The question of value is a significant one, and depends entirely on the individual consumer. If you like what’s offered in this new bundle, you might be fine getting this new service and nothing else. But at the moment, everything available on this service will also be available elsewhere. Expect the service to pull a move like NBC (via Peacock) did during these current NFL playoffs, putting significant and attractive games behind a paywall to entice more subscribers.

How convenient will the bundle be?

One of the most frustrating aspects of the current streaming universe is that channel-surfing is a thing of the past. If you want to toggle between games on different services, you’ve got to execute a whole series of button-pressing maneuvers. Will this new service bring all the services under one roof, or will it be a “bundle” of separate services? All yet to be announced, but convenience would be a welcome change.

Will this be a first step back toward “rebundling” — you know, like cable used to be?

Cable TV providers managed to price themselves out of their own market by jacking up bills and fees for customers who often didn’t even want the majority of channels the cable service offered. That enticed customers to “cut the cord” — ditch cable for an a la carte collection of services. In theory, cutting the cord was supposed to be like unbundling a food court — separating, say, the pizza restaurant from the burger joint. In practice, it’s been more like dismantling a sandwich — if you want to satisfy your sports hunger, one service isn’t anywhere near enough. As it stands now, this service will solve part — but nowhere near all — of this problem.

How could this affect bidding on future sports rights?

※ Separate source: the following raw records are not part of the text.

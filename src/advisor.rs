//! Remote nutrition analysis with local fallback
//!
//! The advisor delegates analysis to an external text-completion service and
//! treats every remote failure (transport error, timeout, rate limit,
//! malformed or empty output) as ordinary: it is caught and answered with
//! the deterministic local rule engine. The fallback is an explicit branch
//! carried in the outcome, not incidental exception handling, so callers and
//! tests can observe which path produced the analysis.

use crate::error::NutritionError;
use crate::insights::LocalInsightEngine;
use crate::prompts::{analyze_nutrition_prompt, NUTRITIONIST_SYSTEM_PROMPT};
use crate::types::{DailySummary, FoodLogEntry, NutritionAnalysis, WeeklyTrend};
use async_trait::async_trait;
use std::sync::Arc;
use tracing::{debug, warn};

/// External text-generation collaborator.
///
/// Implementations may time out, be rate limited, or return text that does
/// not parse as the documented schema; all of these are expected failure
/// modes surfaced as [`NutritionError`].
#[async_trait]
pub trait TextCompletion: Send + Sync {
    /// Request a completion for `prompt` under the given system role text.
    async fn complete(&self, prompt: &str, system: &str) -> Result<String, NutritionError>;
}

/// Which path produced an analysis.
#[derive(Debug, Clone, Copy, PartialEq, Eq, serde::Serialize, serde::Deserialize)]
#[serde(rename_all = "snake_case")]
pub enum AnalysisSource {
    /// The completion service returned a well-formed analysis
    Remote,
    /// The remote call failed and the local rule engine answered
    LocalFallback,
}

/// An analysis together with the path that produced it.
#[derive(Debug, Clone, PartialEq, Eq)]
pub struct AnalysisOutcome {
    pub analysis: NutritionAnalysis,
    pub source: AnalysisSource,
}

/// Nutrition advisor: remote analysis with deterministic local fallback.
pub struct NutritionAdvisor {
    completion: Arc<dyn TextCompletion>,
    engine: LocalInsightEngine,
}

impl NutritionAdvisor {
    /// Create an advisor around a completion collaborator, using the default
    /// local rule engine as fallback.
    pub fn new(completion: Arc<dyn TextCompletion>) -> Self {
        Self {
            completion,
            engine: LocalInsightEngine::new(),
        }
    }

    /// Create an advisor with a custom local engine.
    pub fn with_engine(completion: Arc<dyn TextCompletion>, engine: LocalInsightEngine) -> Self {
        Self { completion, engine }
    }

    /// The local engine used on the fallback path.
    pub fn engine(&self) -> &LocalInsightEngine {
        &self.engine
    }

    /// Analyze a snapshot of food logs.
    ///
    /// Never fails: a remote failure of any kind falls back to the local
    /// rule engine, computed from the summary and trend the caller already
    /// derived from the same snapshot.
    pub async fn analyze(
        &self,
        entries: &[FoodLogEntry],
        goal_label: &str,
        summary: &DailySummary,
        trend: &WeeklyTrend,
    ) -> AnalysisOutcome {
        match self.analyze_remote(entries, goal_label).await {
            Ok(analysis) => {
                debug!(insights = analysis.insights.len(), "remote nutrition analysis succeeded");
                AnalysisOutcome {
                    analysis,
                    source: AnalysisSource::Remote,
                }
            }
            Err(err) => {
                warn!(error = %err, "remote nutrition analysis failed, using local rules");
                AnalysisOutcome {
                    analysis: self.engine.fallback_analysis(summary, trend),
                    source: AnalysisSource::LocalFallback,
                }
            }
        }
    }

    async fn analyze_remote(
        &self,
        entries: &[FoodLogEntry],
        goal_label: &str,
    ) -> Result<NutritionAnalysis, NutritionError> {
        let prompt = analyze_nutrition_prompt(entries, goal_label);
        let text = self
            .completion
            .complete(&prompt, NUTRITIONIST_SYSTEM_PROMPT)
            .await?;
        parse_analysis(&text)
    }
}

/// Parse completion output as a [`NutritionAnalysis`].
///
/// Parseable JSON with no insights, or with insights carrying empty text
/// fields, counts as malformed: the contract requires at least one complete
/// insight.
pub fn parse_analysis(text: &str) -> Result<NutritionAnalysis, NutritionError> {
    let analysis: NutritionAnalysis = serde_json::from_str(text.trim())
        .map_err(|e| NutritionError::MalformedAnalysis(e.to_string()))?;

    if analysis.insights.is_empty() {
        return Err(NutritionError::MalformedAnalysis(
            "analysis contains no insights".to_string(),
        ));
    }
    for insight in &analysis.insights {
        if insight.title.trim().is_empty()
            || insight.message.trim().is_empty()
            || insight.actionable_advice.trim().is_empty()
        {
            return Err(NutritionError::MalformedAnalysis(
                "insight has empty text fields".to_string(),
            ));
        }
    }

    Ok(analysis)
}
//! nutrition.food_log.v1 record schema

use crate::error::NutritionError;
use crate::types::{FoodLogEntry, NutritionFacts, DEFAULT_QUANTITY};
use chrono::{DateTime, Utc};
use serde::{Deserialize, Deserializer, Serialize};
use uuid::Uuid;

/// Current food-log schema version
pub const SCHEMA_VERSION: &str = "nutrition.food_log.v1";

fn default_schema() -> String {
    SCHEMA_VERSION.to_string()
}

/// Wire form of a food-log record.
///
/// Unknown extra keys are ignored; missing optional fields take defaults at
/// conversion time. Only the macro block is coercive — see
/// [`NutritionInfoWire`].
#[derive(Debug, Clone, Serialize, Deserialize)]
pub struct FoodLogRecord {
    /// Schema tag; absent means current version
    #[serde(default = "default_schema")]
    pub schema: String,
    /// Row id, if the record has been persisted before
    #[serde(default, skip_serializing_if = "Option::is_none")]
    pub id: Option<Uuid>,
    pub meal_name: String,
    /// RFC 3339 timestamp; absent or unparseable falls back to the
    /// conversion-time default
    #[serde(default, skip_serializing_if = "Option::is_none")]
    pub timestamp: Option<String>,
    #[serde(default, skip_serializing_if = "Option::is_none")]
    pub quantity: Option<String>,
    #[serde(default)]
    pub nutritional_info: NutritionInfoWire,
}

/// Macro block of the wire record, with lossy-but-total numeric coercion.
///
/// Each field accepts a number, a numeric string (leading integer, as the
/// original web client's `parseInt` did), null, or nothing at all; whatever
/// cannot be read as a non-negative integer becomes 0.
#[derive(Debug, Clone, Copy, Default, Serialize, Deserialize)]
pub struct NutritionInfoWire {
    #[serde(default, deserialize_with = "coerce_u32")]
    pub calories: u32,
    #[serde(default, deserialize_with = "coerce_u32")]
    pub protein: u32,
    #[serde(default, deserialize_with = "coerce_u32")]
    pub carbs: u32,
    #[serde(default, deserialize_with = "coerce_u32")]
    pub fats: u32,
}

impl From<NutritionFacts> for NutritionInfoWire {
    fn from(facts: NutritionFacts) -> Self {
        Self {
            calories: facts.calories,
            protein: facts.protein,
            carbs: facts.carbs,
            fats: facts.fats,
        }
    }
}

impl FoodLogRecord {
    /// Wire form of an existing entry.
    pub fn from_entry(entry: &FoodLogEntry) -> Self {
        Self {
            schema: SCHEMA_VERSION.to_string(),
            id: Some(entry.id),
            meal_name: entry.meal_name.clone(),
            timestamp: Some(entry.timestamp.to_rfc3339()),
            quantity: Some(entry.quantity.clone()),
            nutritional_info: entry.nutrition.into(),
        }
    }

    /// Convert a wire record into an in-memory entry.
    ///
    /// Rejects records with an unrecognized schema tag or an empty meal
    /// name. A missing or unparseable timestamp falls back to
    /// `default_timestamp`; missing id gets a fresh one. Macro coercion has
    /// already happened during deserialization and cannot fail.
    pub fn into_entry(self, default_timestamp: DateTime<Utc>) -> Result<FoodLogEntry, NutritionError> {
        if self.schema != SCHEMA_VERSION {
            return Err(NutritionError::InvalidRecord(format!(
                "unsupported schema '{}', expected '{SCHEMA_VERSION}'",
                self.schema
            )));
        }
        if self.meal_name.trim().is_empty() {
            return Err(NutritionError::InvalidRecord(
                "meal_name must be non-empty".to_string(),
            ));
        }

        let timestamp = self
            .timestamp
            .as_deref()
            .and_then(|raw| DateTime::parse_from_rfc3339(raw).ok())
            .map(|dt| dt.with_timezone(&Utc))
            .unwrap_or(default_timestamp);

        let quantity = match self.quantity {
            Some(q) if !q.trim().is_empty() => q,
            _ => DEFAULT_QUANTITY.to_string(),
        };

        Ok(FoodLogEntry {
            id: self.id.unwrap_or_else(Uuid::new_v4),
            meal_name: self.meal_name,
            timestamp,
            quantity,
            nutrition: NutritionFacts {
                calories: self.nutritional_info.calories,
                protein: self.nutritional_info.protein,
                carbs: self.nutritional_info.carbs,
                fats: self.nutritional_info.fats,
            },
        })
    }
}

/// Deserialize any JSON value into a non-negative integer, coercing invalid
/// input to 0.
fn coerce_u32<'de, D>(deserializer: D) -> Result<u32, D::Error>
where
    D: Deserializer<'de>,
{
    let value = serde_json::Value::deserialize(deserializer)?;
    Ok(coerce_value(&value))
}

fn coerce_value(value: &serde_json::Value) -> u32 {
    match value {
        serde_json::Value::Number(n) => {
            if let Some(u) = n.as_u64() {
                u.min(u64::from(u32::MAX)) as u32
            } else if let Some(f) = n.as_f64() {
                if f.is_finite() && f > 0.0 {
                    f.trunc().min(f64::from(u32::MAX)) as u32
                } else {
                    0
                }
            } else {
                0
            }
        }
        serde_json::Value::String(s) => leading_integer(s),
        _ => 0,
    }
}

/// Parse the leading unsigned integer of a string, `parseInt`-style.
fn leading_integer(s: &str) -> u32 {
    let trimmed = s.trim();
    let digits: String = trimmed.chars().take_while(|c| c.is_ascii_digit()).collect();
    digits.parse().unwrap_or(0)
}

Broadcast rights for sports remain some of the most valuable properties in the media universe, because sports are the only media that still must be experienced live and in the moment. Consumers could go months or years before starting a hot TV series or streaming a current movie, but nobody’s going to wait until June to stream the Super Bowl. Fox, ESPN and Warner Bros. Discovery (via TNT) have all been active individual bidders for sports media rights. How they "compete" and/or collaborate for rights going forward will be interesting, as will how this partnership impacts future rights bids of Amazon, CBS and NBC? How about if Apple or Netflix jump into the mix? The first test will come later this year, when the NBA puts its rights on the open market. That will give us all a look at just how friendly these former-and-future rivals could be.

What about existing subscribers to ESPN+, Max, and other affiliated services?

Yet to be determined. Again, at the moment this service doesn’t seem to offer anything you can’t find elsewhere. Unless this new service has more tiers than a Jenga tower, some customers could get stuck paying twice for the same content.

What could this mean for other rebundling services?

If this sports-only bundle works, there’s a chance it could serve as a model for other media conglomerates to aggregate their offerings — all movies, all reality TV, all news — in bundles for specific audiences. Yes, it probably would’ve been smarter not to blow up the entire broadcast framework in the first place, but that would have required everyone involved to be a little less greedy, and you know how likely that always is.

What will the name of this new service be?

Who knows, but it’ll be some kind of focus-tested strangeness. Personally, we suggest Channel Aggregating Ballgames, Linked and Exclusive. Or CABLE, for short.